O médico psiquiatra Lucas Batistela também aconselha a procurar ajuda profissional e apoio familiar, identificar e organizar as finanças e, acima de tudo, ter paciência para lidar com dívidas sem tomar atitudes precipitadas. “Primeira coisa: procurar ajuda, dentro de casa e com algum profissional, seja ele psicólogo ou psiquiatra. Não carregue esse peso sozinho porque com certeza você vai maximizar a situação e sem perceber vai se afundar cada vez mais. Segunda coisa: identificar o que lhe levou a esse ponto e organizar suas finanças para que se não for possível pagar agora, pelo menos essa dívida não continue aumentando cada vez mais. Terceira coisa: paciência! não tome atitudes precipitadas, você caminhando com sabedoria com certeza essa dívida em algum momento vai ser resolvida”, avalia.
Como organizar as finanças para quitar dívidas?
O artigo “How Can Debt and Money Issues Impact Your Mental Health?”, que trata sobre dívidas e saúde mental e que é citado no artigo do Portal do Investidor sugere alguns recursos práticos para organizar as dívidas, como analisar periodicamente as dívidas e fazer uma lista detalhada incluindo valores, taxas de juros e prazos de pagamento mínimo; verificar seus relatórios de crédito para ter uma compreensão de seu histórico e a situação das contas; determinar o quanto se pode pagar mensalmente e criar um orçamento detalhado; buscar acordos possíveis ou planos de pagamentos junto aos credores; buscar orientação especializada e certificados e desenvolver um plano personalizado para pagar suas dívidas.

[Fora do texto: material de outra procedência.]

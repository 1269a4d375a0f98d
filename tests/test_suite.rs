//! Test suite, organized by:
//! - `unit/` - pure function and type tests against the public API
//! - `integration/` - config-to-sink pipeline tests

mod unit;
mod integration;
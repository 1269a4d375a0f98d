//! Fixed-interval periodic job scheduler: one task per registered job, each
//! with its own `tokio::time::interval`.
//!
//! `max_instances=1` falls out for free: a job's own task awaits the job
//! closure before taking its next tick, so a slow run simply delays the
//! next one rather than overlapping it. `MissedTickBehavior::Skip` collapses
//! several missed fires into a single catch-up tick instead of bursting.
//!
//! Job-level misfire grace: each invocation is bounded by `every - 1s`. A job
//! that runs longer than that is abandoned for this tick (the task keeps
//! running in the background until it finishes on its own) and logged as a
//! misfire rather than being allowed to block the next tick indefinitely.

use std::future::Future;
use std::time::Duration;

use tokio::task::JoinHandle;
use tokio::time::{interval, timeout, MissedTickBehavior};
use tracing::{debug, warn};

/// Register a recurring job. `every_secs` below 1 is clamped to 1 so a
/// misconfigured `every: 0s` can't spin the task loop.
pub fn spawn_periodic<F, Fut>(label: String, every_secs: u64, mut job: F) -> JoinHandle<()>
where
    F: FnMut() -> Fut + Send + 'static,
    Fut: Future<Output = ()> + Send + 'static,
{
    let every_secs = every_secs.max(1);
    let misfire_grace = Duration::from_secs(every_secs.saturating_sub(1));
    tokio::spawn(async move {
        let mut tick = interval(Duration::from_secs(every_secs));
        tick.set_missed_tick_behavior(MissedTickBehavior::Skip);
        loop {
            tick.tick().await;
            debug!("job {} firing", label);
            if timeout(misfire_grace, job()).await.is_err() {
                warn!(
                    "job {} misfired: did not complete within {}s",
                    label,
                    misfire_grace.as_secs()
                );
            }
        }
    })
}

#[cfg(test)]
mod tests {
    use super::*;
    use std::sync::atomic::{AtomicUsize, Ordering};
    use std::sync::Arc;

    #[tokio::test(start_paused = true)]
    async fn job_runs_once_per_tick_and_never_overlaps() {
        let count = Arc::new(AtomicUsize::new(0));
        let running = Arc::new(AtomicUsize::new(0));
        let max_concurrent = Arc::new(AtomicUsize::new(0));

        let c = count.clone();
        let r = running.clone();
        let m = max_concurrent.clone();
        // every=2s gives a 1s misfire grace, comfortably above the 10ms job.
        let handle = spawn_periodic("test".to_string(), 2, move || {
            let c = c.clone();
            let r = r.clone();
            let m = m.clone();
            async move {
                let now_running = r.fetch_add(1, Ordering::SeqCst) + 1;
                m.fetch_max(now_running, Ordering::SeqCst);
                tokio::time::sleep(Duration::from_millis(10)).await;
                r.fetch_sub(1, Ordering::SeqCst);
                c.fetch_add(1, Ordering::SeqCst);
            }
        });

        tokio::time::advance(Duration::from_millis(5000)).await;
        handle.abort();

        assert!(count.load(Ordering::SeqCst) >= 2);
        assert_eq!(max_concurrent.load(Ordering::SeqCst), 1);
    }

    #[tokio::test(start_paused = true)]
    async fn misfired_job_does_not_block_subsequent_ticks() {
        let fires = Arc::new(AtomicUsize::new(0));
        let f = fires.clone();
        // every=2s gives a 1s misfire grace; the job sleeps far past that,
        // so each tick should still fire on schedule instead of stalling.
        let handle = spawn_periodic("slow".to_string(), 2, move || {
            let f = f.clone();
            async move {
                f.fetch_add(1, Ordering::SeqCst);
                tokio::time::sleep(Duration::from_secs(10)).await;
            }
        });

        tokio::time::advance(Duration::from_secs(7)).await;
        handle.abort();

        assert!(fires.load(Ordering::SeqCst) >= 3);
    }
}
//! SNMP exporter entry point: parses the CLI, loads and validates config,
//! then hands off to [`snmp_exporter::backend::run`].

use std::path::PathBuf;
use std::process::ExitCode;

use clap::Parser;
use tracing::{error, info};
use tracing_subscriber::EnvFilter;

use snmp_exporter::config;

#[derive(Parser)]
#[command(name = "snmp-exporter")]
#[command(about = "SNMP polling exporter for Prometheus and InfluxDB")]
#[command(version = snmp_exporter::VERSION)]
struct Cli {
    /// Path to the YAML config file.
    #[arg(short = 'f', long, default_value = "snmp.yaml")]
    filename: PathBuf,

    /// Log level: debug, info, warning, error.
    #[arg(short = 'l', long, default_value = "info")]
    log_level: String,

    /// Prometheus listen address (host:port; empty host binds wildcard).
    #[arg(long, default_value = ":9100")]
    listen: String,

    /// Prometheus exposition path.
    #[arg(long, default_value = "/metrics")]
    path: String,

    /// Validate the config file and exit without starting collection.
    #[arg(short = 'c', long)]
    check: bool,

    /// Tokio runtime worker threads.
    #[arg(short = 'M', long, default_value_t = 1)]
    max_threads: usize,
}

fn main() -> ExitCode {
    let cli = Cli::parse();
    init_logging(&cli.log_level);

    let runtime = tokio::runtime::Builder::new_multi_thread()
        .worker_threads(cli.max_threads.max(1))
        .enable_all()
        .build()
        .expect("failed to build tokio runtime");

    runtime.block_on(run(cli))
}

fn init_logging(log_level: &str) {
    let directive = match log_level {
        "debug" => "debug",
        "warning" | "warn" => "warn",
        "error" => "error",
        _ => "info",
    };
    tracing_subscriber::fmt()
        .with_env_filter(EnvFilter::try_new(directive).unwrap_or_else(|_| EnvFilter::new("info")))
        .init();
}

async fn run(cli: Cli) -> ExitCode {
    info!("loading config from {}", cli.filename.display());
    let config = match config::parse_config(&cli.filename) {
        Ok(config) => config,
        Err(e) => {
            error!("configuration error: {}", e);
            return ExitCode::FAILURE;
        }
    };
    info!(
        "config loaded: {} host(s), {} module(s)",
        config.hosts.len(),
        config.modules.len()
    );

    if cli.check {
        println!("configuration OK");
        return ExitCode::SUCCESS;
    }

    if let Err(e) = snmp_exporter::backend::run(config, &cli.listen, &cli.path).await {
        error!("fatal error: {}", e);
        return ExitCode::FAILURE;
    }
    ExitCode::SUCCESS
}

Além disso, o artigo alerta que é preciso tomar cuidado ao procurar ajuda para a resolução de problemas financeiros e orienta a desconfiar de serviços que prometem quitar dívidas rapidamente ou que solicitem pagamento antes de prestar qualquer assistência.
Equilibrar expectativas e aceitar a realidade atual é uma das sugestões da psicóloga Beatriz Berger Fracaro. “Sempre que estamos diante de um problema que tem impacto emocional significativo, por mais que seja possível pensar em soluções, muitas vezes isso não vai ser imediato, o que vai exigir que essa pessoa consiga calibrar suas expectativas, aceitar a realidade que se apresenta, tolerar frustrações, bem como regular suas emoções desafiadoras neste processo. São habilidades que podemos desenvolver ao longo da vida ou até mesmo em um processo psicoterapêutico com a ajuda de um psicólogo”, cita.

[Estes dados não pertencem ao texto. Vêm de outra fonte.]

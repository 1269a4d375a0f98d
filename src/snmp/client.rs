//! Async SNMP client built on `snmp2::AsyncSession` — one session cached
//! per (host, community, version) triple for the life of the process, since
//! a `snmp2` session is a thin UDP-socket wrapper bound to one peer.

use std::collections::{BTreeMap, HashMap};
use std::net::{SocketAddr, ToSocketAddrs};
use std::str::FromStr;
use std::sync::Arc;
use std::time::Duration;

use snmp2::{AsyncSession, Oid, Value};
use thiserror::Error;
use tokio::sync::Mutex;
use tracing::{debug, warn};

use crate::config::{QueryType, SnmpVersion, StoreMethod};
use crate::snmp::convert::{self, RawValue};
use crate::snmp::mib::{MibResolveError, MibResolver};

const SNMP_PORT: u16 = 161;
const QUERY_TIMEOUT: Duration = Duration::from_secs(10);
const MAX_REPETITIONS: u32 = 25;

#[derive(Debug, Error)]
pub enum SnmpError {
    #[error("can't resolve oid: {0}")]
    OidResolution(#[from] MibResolveError),
    #[error("bad oid syntax {0:?}")]
    BadOid(String),
    #[error("can't resolve address for host {0}")]
    UnresolvableHost(String),
    #[error("snmp transport error: {0}")]
    Transport(String),
}

/// Outcome of one `query()` call.
#[derive(Debug, Clone)]
pub enum QueryOutcome {
    Scalar(Option<String>),
    Indexed(BTreeMap<String, String>),
}

#[derive(Debug, Clone, PartialEq, Eq, Hash)]
struct SessionKey {
    host: String,
    community: String,
    version_is_v2c: bool,
}

pub struct SnmpQuerier {
    resolver: Arc<dyn MibResolver>,
    sessions: Mutex<HashMap<SessionKey, Arc<Mutex<AsyncSession>>>>,
}

impl SnmpQuerier {
    pub fn new(resolver: Arc<dyn MibResolver>) -> Self {
        SnmpQuerier {
            resolver,
            sessions: Mutex::new(HashMap::new()),
        }
    }

    async fn session_for(
        &self,
        host: &str,
        community: &str,
        version: SnmpVersion,
    ) -> Result<Arc<Mutex<AsyncSession>>, SnmpError> {
        let key = SessionKey {
            host: host.to_string(),
            community: community.to_string(),
            version_is_v2c: matches!(version, SnmpVersion::V2c),
        };
        let mut sessions = self.sessions.lock().await;
        if let Some(existing) = sessions.get(&key) {
            return Ok(existing.clone());
        }
        let addr: SocketAddr = (host, SNMP_PORT)
            .to_socket_addrs()
            .map_err(|_| SnmpError::UnresolvableHost(host.to_string()))?
            .next()
            .ok_or_else(|| SnmpError::UnresolvableHost(host.to_string()))?;
        let session = match version {
            SnmpVersion::V1 => AsyncSession::new_v1(addr, community.as_bytes(), 0).await,
            SnmpVersion::V2c => AsyncSession::new_v2c(addr, community.as_bytes(), 0).await,
        }
        .map_err(|e| SnmpError::Transport(e.to_string()))?;
        let session = Arc::new(Mutex::new(session));
        sessions.insert(key, session.clone());
        Ok(session)
    }

    /// Resolve `oid_raw`, run the query per `query_type`, decode every
    /// returned varbind via `store_method`, and return the shaped outcome.
    /// Never returns `Err` to the scheduler — transport failures log and
    /// come back as an empty/null outcome per the propagation policy.
    pub async fn query(
        &self,
        host: &str,
        community: &str,
        version: SnmpVersion,
        oid_raw: &str,
        query_type: QueryType,
        store_method: StoreMethod,
        oid_suffix: Option<&[u32]>,
    ) -> QueryOutcome {
        match self
            .query_inner(host, community, version, oid_raw, query_type, store_method, oid_suffix)
            .await
        {
            Ok(outcome) => outcome,
            Err(e) => {
                warn!("snmp query {} on {} failed: {}", oid_raw, host, e);
                match query_type {
                    QueryType::Get => QueryOutcome::Scalar(None),
                    QueryType::Walk => QueryOutcome::Indexed(BTreeMap::new()),
                }
            }
        }
    }

    async fn query_inner(
        &self,
        host: &str,
        community: &str,
        version: SnmpVersion,
        oid_raw: &str,
        query_type: QueryType,
        store_method: StoreMethod,
        oid_suffix: Option<&[u32]>,
    ) -> Result<QueryOutcome, SnmpError> {
        let resolved = self.resolver.resolve(oid_raw)?;
        let base = parse_oid(&resolved)?;
        let session = self.session_for(host, community, version).await?;

        match query_type {
            QueryType::Get => {
                let mut session = session.lock().await;
                let response = tokio::time::timeout(QUERY_TIMEOUT, session.get(&base))
                    .await
                    .map_err(|_| SnmpError::Transport("timeout".into()))?
                    .map_err(|e| SnmpError::Transport(e.to_string()))?;
                let value = response
                    .varbinds
                    .into_iter()
                    .next()
                    .map(|(_, v)| to_raw_value(&v));
                let decoded = value.and_then(|v| convert::apply_store_method(store_method, &[], &v));
                Ok(QueryOutcome::Scalar(decoded))
            }
            QueryType::Walk => {
                let mut out = BTreeMap::new();
                let mut current = base.clone();
                loop {
                    let response = {
                        let mut session = session.lock().await;
                        tokio::time::timeout(
                            QUERY_TIMEOUT,
                            session.getbulk(&[&current], 0, MAX_REPETITIONS),
                        )
                        .await
                        .map_err(|_| SnmpError::Transport("timeout".into()))?
                        .map_err(|e| SnmpError::Transport(e.to_string()))?
                    };

                    let mut last_oid = None;
                    let mut stop = false;
                    for (oid, value) in response.varbinds {
                        if matches!(value, Value::EndOfMibView) {
                            stop = true;
                            break;
                        }
                        let Some(suffix) = oid_suffix_components(&oid, &base) else {
                            stop = true;
                            break;
                        };
                        last_oid = Some(oid);
                        let raw = to_raw_value(&value);
                        let Some(index) = convert::compute_index(&suffix, oid_suffix) else {
                            debug!("row dropped: oid_suffix mismatch for {:?}", suffix);
                            continue;
                        };
                        if let Some(decoded) = convert::apply_store_method(store_method, &suffix, &raw) {
                            out.insert(index, decoded);
                        }
                    }
                    match last_oid {
                        Some(next) if !stop => current = next,
                        _ => break,
                    }
                }
                Ok(QueryOutcome::Indexed(out))
            }
        }
    }
}

fn parse_oid(numeric: &str) -> Result<Oid<'static>, SnmpError> {
    Oid::from_str(numeric).map_err(|_| SnmpError::BadOid(numeric.to_string()))
}

/// Components of `oid` past `base`; `None` if `oid` doesn't extend `base`
/// (walk has left the subtree).
fn oid_suffix_components(oid: &Oid<'_>, base: &Oid<'_>) -> Option<Vec<u32>> {
    if !oid.as_ref().starts_with(base.as_ref()) {
        return None;
    }
    Some(
        oid.as_ref()[base.as_ref().len()..]
            .iter()
            .map(|c| *c as u32)
            .collect(),
    )
}

fn to_raw_value(value: &Value<'_>) -> RawValue {
    match value {
        Value::Integer(i) => RawValue::Integer(*i),
        Value::OctetString(bytes) => RawValue::OctetString(bytes.to_vec()),
        Value::IpAddress(octets) => RawValue::IpAddress(*octets),
        Value::Counter32(c) => RawValue::Counter32(*c),
        Value::Counter64(c) => RawValue::Counter64(*c),
        Value::Unsigned32(u) => RawValue::Unsigned32(*u),
        Value::Timeticks(t) => RawValue::Timeticks(*t),
        Value::ObjectIdentifier(oid) => {
            RawValue::ObjectIdentifier(oid.as_ref().iter().map(|c| *c as u32).collect())
        }
        Value::Null => RawValue::Null,
        _ => RawValue::Unknown,
    }
}
//! SNMP client for polling remote agents.
//!
//! Built on `snmp2`'s async session (v1/v2c community-string only — see
//! non-goals), with OID resolution delegated to an injected [`mib::MibResolver`]
//! and value decoding delegated to pure functions in [`convert`].

pub mod client;
pub mod convert;
pub mod mib;

pub use client::{QueryOutcome, SnmpError, SnmpQuerier};
pub use mib::{BuiltinMibResolver, MibResolver};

Para prevenir problemas psicológicos e emocionais futuros por conta de dívidas, a psicóloga recomenda trabalhar o autoconhecimento para que cada um compreenda a sua forma de pensar, sentir e agir, para evitar ações por impulso, por exemplo.

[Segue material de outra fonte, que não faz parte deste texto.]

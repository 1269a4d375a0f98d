//! Warmup + scheduling: walks the config graph, runs the three warmup waves
//! (templates, labels, joins) before the first metric tick, then registers
//! every polled OID as a recurring job via [`super::scheduler`].
//!
//! Generalised from a job-queue consumer to a config-driven task spawner —
//! there is no queue here, every job is known at warmup time.

use std::collections::BTreeSet;
use std::sync::Arc;

use tokio::task::JoinSet;
use tracing::{debug, warn};

use crate::backend::scheduler;
use crate::config::{Config, Filter, Host, LabelOid, MetricOid, Module, TemplateOid};
use crate::sink::{Sample, Sink};
use crate::snmp::{QueryOutcome, SnmpQuerier};
use crate::storage::{LabelStorage, TemplateStorage};

#[derive(Clone)]
pub struct Orchestrator {
    config: Arc<Config>,
    querier: Arc<SnmpQuerier>,
    template_storage: Arc<TemplateStorage>,
    label_storage: Arc<LabelStorage>,
    sink: Arc<dyn Sink>,
}
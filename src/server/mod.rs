pub mod response;
pub mod routes;
pub mod upload;

use crate::Result;
use crate::config::AppConfig;
use crate::parser::Extractor;
use axum::Router;
use axum::extract::DefaultBodyLimit;
use axum::routing::{get, post};
use std::sync::Arc;
use tokio::net::TcpListener;

pub use response::ApiError;

/// HTTP 服务的共享只读状态
#[derive(Debug, Clone)]
pub struct AppState {
    pub extractor: Extractor,
    pub max_upload_bytes: usize,
}

impl AppState {
    pub fn from_config(config: &AppConfig) -> Self {
        Self {
            extractor: Extractor::with_options(config.extract.clone()),
            max_upload_bytes: config.server.max_upload_bytes,
        }
    }
}

impl Default for AppState {
    fn default() -> Self {
        Self::from_config(&AppConfig::default())
    }
}

/// 构建路由
pub fn router(state: AppState) -> Router {
    let body_limit = state.max_upload_bytes;
    Router::new()
        .route("/convert", post(routes::convert))
        .route("/health", get(routes::health))
        .layer(DefaultBodyLimit::max(body_limit))
        .with_state(Arc::new(state))
}

/// 在已绑定的监听器上提供服务，直到 future 被丢弃
pub async fn run(listener: TcpListener, state: AppState) -> Result<()> {
    axum::serve(listener, router(state)).await?;
    Ok(())
}

/// 绑定配置的地址并运行服务，Ctrl-C 时优雅退出
pub async fn serve(config: &AppConfig) -> Result<()> {
    let listener = TcpListener::bind(config.server.bind_addr()).await?;
    tracing::info!(addr = %listener.local_addr()?, "Listening");

    axum::serve(listener, router(AppState::from_config(config)))
        .with_graceful_shutdown(shutdown_signal())
        .await?;

    tracing::info!("Server stopped");
    Ok(())
}

async fn shutdown_signal() {
    if let Err(e) = tokio::signal::ctrl_c().await {
        tracing::error!(error = %e, "Failed to listen for shutdown signal");
        std::future::pending::<()>().await;
    }
    tracing::info!("Shutdown signal received");
}
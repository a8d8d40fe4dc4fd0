mod cli;

use anyhow::Result;
use clap::Parser;
use cli::Cli;

#[tokio::main]
async fn main() -> Result<()> {
    // 初始化日志系统
    jmx2yaml::logger::init_logger();

    let cli = Cli::parse();
    cli::run(cli).await
}
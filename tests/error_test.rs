use jmx2yaml::parser::{self, ParseError};
use jmx2yaml::{ConvertError, Result};

#[test]
fn test_parse_error() {
    let err = ConvertError::ParseError("test error".to_string());
    assert_eq!(err.to_string(), "解析错误: test error");
    assert!(!err.is_client_error());
}

#[test]
fn test_invalid_input() {
    let err = ConvertError::InvalidInput("No file part".to_string());
    assert_eq!(err.to_string(), "No file part");
    assert!(err.is_client_error());
}

#[test]
fn test_error_conversion_from_anyhow() {
    let anyhow_err = anyhow::anyhow!("test anyhow error");
    let err: ConvertError = anyhow_err.into();
    assert!(err.to_string().contains("test anyhow error"));
}

#[test]
fn test_error_conversion_from_parse_error() {
    let parse_err = parser::parse_content("<unclosed>").unwrap_err();
    assert!(matches!(parse_err, ParseError::Xml(_)));

    let err: ConvertError = parse_err.into();
    match err {
        ConvertError::ParseError(msg) => assert!(msg.starts_with("Invalid XML")),
        other => panic!("Expected ParseError, got {:?}", other),
    }
}

#[test]
fn test_result_type() {
    fn returns_error() -> Result<()> {
        Err(ConvertError::ParseError("test".to_string()))
    }

    let result = returns_error();
    assert!(result.is_err());
    match result {
        Err(ConvertError::ParseError(msg)) => assert_eq!(msg, "test"),
        _ => panic!("Expected ParseError"),
    }
}
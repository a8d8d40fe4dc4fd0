use crate::ConvertError;
use crate::server::AppState;
use crate::server::response::ApiError;
use crate::server::upload::{convert_upload, read_upload};
use crate::utils::{OutputFormat, SuiteFormatter};
use axum::extract::{Multipart, Query, State};
use axum::http::header;
use axum::response::{IntoResponse, Response};
use serde::Deserialize;
use std::sync::Arc;
use tracing::Instrument;
use uuid::Uuid;

#[derive(Debug, Default, Deserialize)]
pub struct ConvertQuery {
    #[serde(default)]
    pub format: OutputFormat,
}

/// `POST /convert`：以 multipart 上传 `.jmx` 文件
pub async fn convert(
    State(state): State<Arc<AppState>>,
    Query(query): Query<ConvertQuery>,
    multipart: Multipart,
) -> Result<Response, ApiError> {
    let request_id = Uuid::new_v4();
    let span = tracing::info_span!("convert", request_id = %request_id);

    let result = handle_convert(state, query.format, multipart)
        .instrument(span.clone())
        .await;

    if let Err(err) = &result {
        span.in_scope(|| {
            if err.status.is_client_error() {
                tracing::warn!(status = %err.status, error = %err.message, "Rejected upload");
            } else {
                tracing::error!(status = %err.status, error = %err.message, "Conversion failed");
            }
        });
    }
    result
}

async fn handle_convert(
    state: Arc<AppState>,
    format: OutputFormat,
    mut multipart: Multipart,
) -> Result<Response, ApiError> {
    let upload = read_upload(&mut multipart).await?;
    tracing::info!(file = %upload.file_name, bytes = upload.bytes.len(), "Upload received");

    let extractor = state.extractor.clone();
    let suite = tokio::task::spawn_blocking(move || convert_upload(&upload.bytes, &extractor))
        .await
        .map_err(|e| ConvertError::Other(format!("Conversion task failed: {}", e)))??;

    let body = SuiteFormatter::new(format).render(&suite)?;
    tracing::info!(api_tests = suite.len(), format = ?format, "Conversion finished");

    Ok(([(header::CONTENT_TYPE, format.content_type())], body).into_response())
}

/// `GET /health` 健康检查
pub async fn health() -> &'static str {
    "ok"
}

Como driblar o consumismo?
Para evitar o consumismo excessivo, o médico psiquiatra Lucas Batistela sugere cortar futilidades e evitar promoções para prevenir o agravamento das dívidas. “A palavra-chave é controle. Todos nós somos bombardeados todos os dias pelo consumismo, o desejo do ter nos afasta cada vez mais da consciência do ser. Antes de comprar algo pense: ‘será mesmo que eu preciso disso?’ Se você já está entrando em dívidas mude seus hábitos, corte as futilidades, não fique entrando em lojas, corra das promoções, pare de usar o cartão de crédito, se for uma questão de compulsão e você não conseguir se controlar você precisa de ajuda, não demore tomar uma atitude ou cada vez mais a dívida vai estar maior”, finaliza.